[Dataset excerpts]
★ ★ ★ ★

//! 安装器配置
//!
//! 配置可以直接构造，也可以从宿主应用的 YAML 配置中读取

use serde::{Deserialize, Serialize};
use std::path::{Path, PathBuf};
use std::time::Duration;
use thiserror::Error;

/// 默认注册表地址
pub const DEFAULT_REGISTRY_URL: &str = "https://plugins.example.com/api/plugins";

/// 配置错误
#[derive(Debug, Error)]
pub enum ConfigError {
    /// 读取配置文件失败
    #[error("读取配置文件失败: {0}")]
    Io(#[from] std::io::Error),

    /// YAML 解析失败
    #[error("配置解析失败: {0}")]
    Parse(#[from] serde_yaml::Error),
}

/// 插件安装器配置
#[derive(Debug, Clone, PartialEq, Serialize, Deserialize)]
#[serde(default)]
pub struct InstallerConfig {
    /// 注册表基础地址
    pub registry_url: String,
    /// 插件安装目录
    pub plugins_dir: PathBuf,
    /// 客户端名称，用于 User-Agent
    pub client_name: String,
    /// 客户端版本，随请求头发送给注册表
    pub client_version: String,
    /// 跳过 TLS 证书校验
    pub skip_tls_verify: bool,
    /// 元数据请求超时（秒）
    pub request_timeout_secs: u64,
    /// 校验和不匹配时提示用户联系的地址
    pub security_contact: String,
}

impl Default for InstallerConfig {
    fn default() -> Self {
        let client_name = env!("CARGO_PKG_NAME").to_string();
        Self {
            registry_url: DEFAULT_REGISTRY_URL.to_string(),
            plugins_dir: default_plugins_dir(&client_name),
            client_name,
            client_version: env!("CARGO_PKG_VERSION").to_string(),
            skip_tls_verify: false,
            request_timeout_secs: 10,
            security_contact: "security@example.com".to_string(),
        }
    }
}

impl InstallerConfig {
    pub fn new() -> Self {
        Self::default()
    }

    /// 从 YAML 字符串解析，缺失字段使用默认值
    pub fn from_yaml_str(yaml: &str) -> Result<Self, ConfigError> {
        Ok(serde_yaml::from_str(yaml)?)
    }

    /// 从 YAML 文件加载
    pub fn load(path: &Path) -> Result<Self, ConfigError> {
        let content = std::fs::read_to_string(path)?;
        Self::from_yaml_str(&content)
    }

    pub fn with_registry_url(mut self, url: impl Into<String>) -> Self {
        self.registry_url = url.into();
        self
    }

    pub fn with_plugins_dir(mut self, dir: impl Into<PathBuf>) -> Self {
        self.plugins_dir = dir.into();
        self
    }

    pub fn with_client(mut self, name: impl Into<String>, version: impl Into<String>) -> Self {
        self.client_name = name.into();
        self.client_version = version.into();
        self
    }

    pub fn with_skip_tls_verify(mut self, skip: bool) -> Self {
        self.skip_tls_verify = skip;
        self
    }

    pub fn with_request_timeout(mut self, timeout: Duration) -> Self {
        self.request_timeout_secs = timeout.as_secs();
        self
    }

    pub fn with_security_contact(mut self, contact: impl Into<String>) -> Self {
        self.security_contact = contact.into();
        self
    }

    /// 元数据请求超时
    pub fn request_timeout(&self) -> Duration {
        Duration::from_secs(self.request_timeout_secs)
    }

    /// User-Agent 头
    pub fn user_agent(&self) -> String {
        format!("{} {}", self.client_name, self.client_version)
    }
}

/// 默认插件目录: <config_dir>/<client_name>/plugins
fn default_plugins_dir(client_name: &str) -> PathBuf {
    dirs::config_dir()
        .unwrap_or_else(|| PathBuf::from("."))
        .join(client_name)
        .join("plugins")
}
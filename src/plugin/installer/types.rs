//! 插件安装器类型定义
//!
//! 定义安装相关的错误类型、进度类型和注册表数据结构

use chrono::{DateTime, Utc};
use serde::{Deserialize, Serialize};
use std::collections::HashMap;
use std::path::PathBuf;
use thiserror::Error;

/// 安装错误类型
///
/// 包装类变体（`DownloadFailed`、`ExtractFailed`、`DependencyFailed`）携带上下文，
/// 通过 [`InstallError::root_cause`] 可以拿到最内层的具体错误
#[derive(Error, Debug)]
pub enum InstallError {
    /// 注册表中不存在该插件
    #[error("找不到插件，请检查插件 ID ({plugin_id}) 是否正确")]
    PluginNotFound { plugin_id: String },

    /// 资源不存在 (HTTP 404)
    #[error("资源不存在 (404): {0}")]
    NotFound(String),

    /// 注册表拒绝请求 (4xx)
    #[error("{status}{}", .message.as_ref().map(|m| format!(": {m}")).unwrap_or_default())]
    BadRequest {
        status: String,
        message: Option<String>,
    },

    /// 注册表返回了预期之外的状态码
    #[error("API 返回了无效状态: {0}")]
    UnexpectedStatus(String),

    /// 响应体被截断或格式错误（可重试）
    #[error("响应体异常: {0}")]
    MalformedResponse(String),

    /// 重试耗尽后响应体仍然异常
    #[error("来源返回的 HTTP 响应已损坏 (尝试 {attempts} 次)，请稍后重试")]
    CorruptResponse { attempts: u32 },

    /// 校验和不匹配
    #[error("SHA256 校验和与下载的插件包不匹配: 期望 {expected}, 实际 {actual}，请联系 {contact}")]
    ChecksumMismatch {
        expected: String,
        actual: String,
        contact: String,
    },

    /// 当前平台没有任何可用版本
    #[error("插件不支持当前的操作系统和架构: {platform}")]
    UnsupportedPlatform { platform: String },

    /// 找不到请求的版本
    #[error("找不到请求的版本: {version}")]
    VersionNotFound { version: String },

    /// 请求的版本不支持当前平台
    #[error("版本 {version} 不支持当前的操作系统和架构 ({platform})，最新可用版本为 {latest}")]
    VersionUnsupported {
        version: String,
        platform: String,
        latest: String,
    },

    /// 没有写入权限
    #[error("无法创建 {}，权限不足，请确认插件目录可写", .path.display())]
    PermissionDenied { path: PathBuf },

    /// 目标文件正在被使用
    #[error("文件 {} 正在使用中，请先停止正在运行的应用，安装插件后再重启", .path.display())]
    FileBusy { path: PathBuf },

    /// 压缩包条目试图写到插件目录之外
    #[error("压缩包条目 {entry:?} 试图写到插件目录之外: {}，存在安全风险", .destination.display())]
    PathEscape { entry: String, destination: PathBuf },

    /// 插件 ID 不能作为目录名使用
    #[error("无效的插件 ID: {plugin_id:?}")]
    InvalidPluginId { plugin_id: String },

    /// 依赖图中出现环
    #[error("检测到循环依赖: {}", .chain.join(" -> "))]
    DependencyCycle { chain: Vec<String> },

    /// 下载失败
    #[error("下载插件包失败: {url}")]
    DownloadFailed {
        url: String,
        #[source]
        source: Box<InstallError>,
    },

    /// 解压失败
    #[error("解压插件包失败")]
    ExtractFailed {
        #[source]
        source: Box<InstallError>,
    },

    /// 依赖插件安装失败
    #[error("安装依赖插件 '{plugin_id}' 失败")]
    DependencyFailed {
        plugin_id: String,
        #[source]
        source: Box<InstallError>,
    },

    /// 注册表元数据解析失败
    #[error("插件元数据解析失败: {0}")]
    MetadataParse(#[source] serde_json::Error),

    /// 清单无效
    #[error("清单无效: {0}")]
    InvalidManifest(String),

    /// URL 解析错误
    #[error("URL 解析错误: {0}")]
    InvalidUrl(String),

    /// HTTP 客户端构建失败
    #[error("HTTP 客户端构建失败: {0}")]
    ClientBuild(String),

    /// 网络错误
    #[error("网络错误: {0}")]
    NetworkError(String),

    /// ZIP 读取错误
    #[error("无法读取 ZIP 文件: {0}")]
    Archive(#[from] zip::result::ZipError),

    /// IO 错误
    #[error("IO 错误: {0}")]
    IoError(#[from] std::io::Error),
}

impl InstallError {
    /// 剥离上下文包装，返回最内层的错误
    pub fn root_cause(&self) -> &InstallError {
        match self {
            InstallError::DownloadFailed { source, .. }
            | InstallError::ExtractFailed { source }
            | InstallError::DependencyFailed { source, .. } => source.root_cause(),
            other => other,
        }
    }

    /// 是否为可重试的响应体错误
    pub fn is_malformed_response(&self) -> bool {
        matches!(self, InstallError::MalformedResponse(_))
    }
}

impl From<reqwest::Error> for InstallError {
    fn from(e: reqwest::Error) -> Self {
        InstallError::NetworkError(e.to_string())
    }
}

/// 注册表中的插件元数据
#[derive(Debug, Clone, Serialize, Deserialize)]
pub struct PluginMetadata {
    pub id: String,
    /// 按从新到旧排列，不重新排序
    #[serde(default)]
    pub versions: Vec<VersionInfo>,
}

/// 单个版本的信息
#[derive(Debug, Clone, Default, Serialize, Deserialize)]
pub struct VersionInfo {
    pub version: String,
    /// key 为 "os-arch" 或 "any"；缺失或为空表示所有平台都支持
    #[serde(rename = "arch", default, skip_serializing_if = "Option::is_none")]
    pub arch_support: Option<HashMap<String, ArchMeta>>,
}

/// 某个平台的制品信息
#[derive(Debug, Clone, Default, Serialize, Deserialize)]
pub struct ArchMeta {
    /// 源码包没有发布校验和时为空
    #[serde(rename = "sha256", default)]
    pub sha256_checksum: String,
}

/// 依赖插件声明
#[derive(Debug, Clone, PartialEq, Eq, Serialize, Deserialize)]
pub struct DependencySpec {
    pub id: String,
    #[serde(default)]
    pub version: String,
}

/// 从已安装插件的 plugin.json 读取的清单
#[derive(Debug, Clone, PartialEq, Eq)]
pub struct InstalledManifest {
    pub id: String,
    pub version: String,
    pub dependencies: Vec<DependencySpec>,
}

/// 单次安装请求
#[derive(Debug, Clone, Default)]
pub struct InstallRequest {
    /// 插件 ID，同时也是安装目录名
    pub plugin_id: String,
    /// 指定版本，为空时安装当前平台的最新版本
    pub version: Option<String>,
    /// 直接指定的插件包地址（URL 或本地路径），跳过注册表
    pub archive_url: Option<String>,
    /// 调用方是否信任该来源（仅信任来源允许解压符号链接）
    pub trusted: bool,
}

impl InstallRequest {
    /// 通过注册表安装最新版本
    pub fn new(plugin_id: impl Into<String>) -> Self {
        Self {
            plugin_id: plugin_id.into(),
            ..Default::default()
        }
    }

    /// 设置版本
    pub fn with_version(mut self, version: impl Into<String>) -> Self {
        self.version = Some(version.into());
        self
    }

    /// 设置直接下载地址
    pub fn with_archive_url(mut self, url: impl Into<String>) -> Self {
        self.archive_url = Some(url.into());
        self
    }

    /// 标记为信任来源
    pub fn trusted(mut self, trusted: bool) -> Self {
        self.trusted = trusted;
        self
    }
}

/// 安装阶段
#[derive(Debug, Clone, Copy, PartialEq, Eq, Serialize, Deserialize)]
#[serde(rename_all = "lowercase")]
pub enum InstallStage {
    /// 查询注册表
    Resolving,
    /// 下载中
    Downloading,
    /// 解压中
    Extracting,
    /// 安装依赖
    Dependencies,
    /// 完成
    Complete,
    /// 失败
    Failed,
}

impl std::fmt::Display for InstallStage {
    fn fmt(&self, f: &mut std::fmt::Formatter<'_>) -> std::fmt::Result {
        match self {
            InstallStage::Resolving => write!(f, "resolving"),
            InstallStage::Downloading => write!(f, "downloading"),
            InstallStage::Extracting => write!(f, "extracting"),
            InstallStage::Dependencies => write!(f, "dependencies"),
            InstallStage::Complete => write!(f, "complete"),
            InstallStage::Failed => write!(f, "failed"),
        }
    }
}

/// 安装进度
#[derive(Debug, Clone, Serialize, Deserialize)]
pub struct InstallProgress {
    /// 当前插件
    pub plugin_id: String,
    /// 当前阶段
    pub stage: InstallStage,
    /// 进度百分比 (0-100)
    pub percent: u8,
    /// 状态消息
    pub message: String,
}

impl InstallProgress {
    /// 创建新的进度实例
    pub fn new(
        plugin_id: impl Into<String>,
        stage: InstallStage,
        percent: u8,
        message: impl Into<String>,
    ) -> Self {
        Self {
            plugin_id: plugin_id.into(),
            stage,
            percent: percent.min(100),
            message: message.into(),
        }
    }
}

/// 进度回调 trait
pub trait ProgressCallback: Send + Sync {
    /// 进度更新回调
    fn on_progress(&self, progress: InstallProgress);
}

/// 空进度回调实现
pub struct NoopProgressCallback;

impl ProgressCallback for NoopProgressCallback {
    fn on_progress(&self, _progress: InstallProgress) {}
}

/// 将闭包包装为 ProgressCallback
pub struct FnProgressCallback<F>
where
    F: Fn(InstallProgress) + Send + Sync,
{
    callback: F,
}

impl<F> FnProgressCallback<F>
where
    F: Fn(InstallProgress) + Send + Sync,
{
    pub fn new(callback: F) -> Self {
        Self { callback }
    }
}

impl<F> ProgressCallback for FnProgressCallback<F>
where
    F: Fn(InstallProgress) + Send + Sync,
{
    fn on_progress(&self, progress: InstallProgress) {
        (self.callback)(progress);
    }
}

/// 安装来源
#[derive(Debug, Clone, PartialEq, Eq, Serialize, Deserialize)]
#[serde(tag = "type", rename_all = "lowercase")]
pub enum InstallSource {
    /// 通过注册表解析
    Registry {
        /// 实际下载地址
        url: String,
    },
    /// 直接指定的 URL
    Url { url: String },
    /// 本地插件包
    Local { path: String },
}

/// 安装结果
#[derive(Debug, Clone, Serialize, Deserialize)]
pub struct InstalledPlugin {
    pub id: String,
    /// 清单中的版本，清单缺失时为解析出的版本
    pub version: String,
    pub install_path: PathBuf,
    pub source: InstallSource,
    pub installed_at: DateTime<Utc>,
    /// 本次一并安装的依赖插件
    pub dependencies: Vec<InstalledPlugin>,
}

★ ★ ★ ★

- [Problem description]: Answer with a number alone. It should equal the count of lines in the entries that hold "NoopProgressCallback".

- [Your response]: 2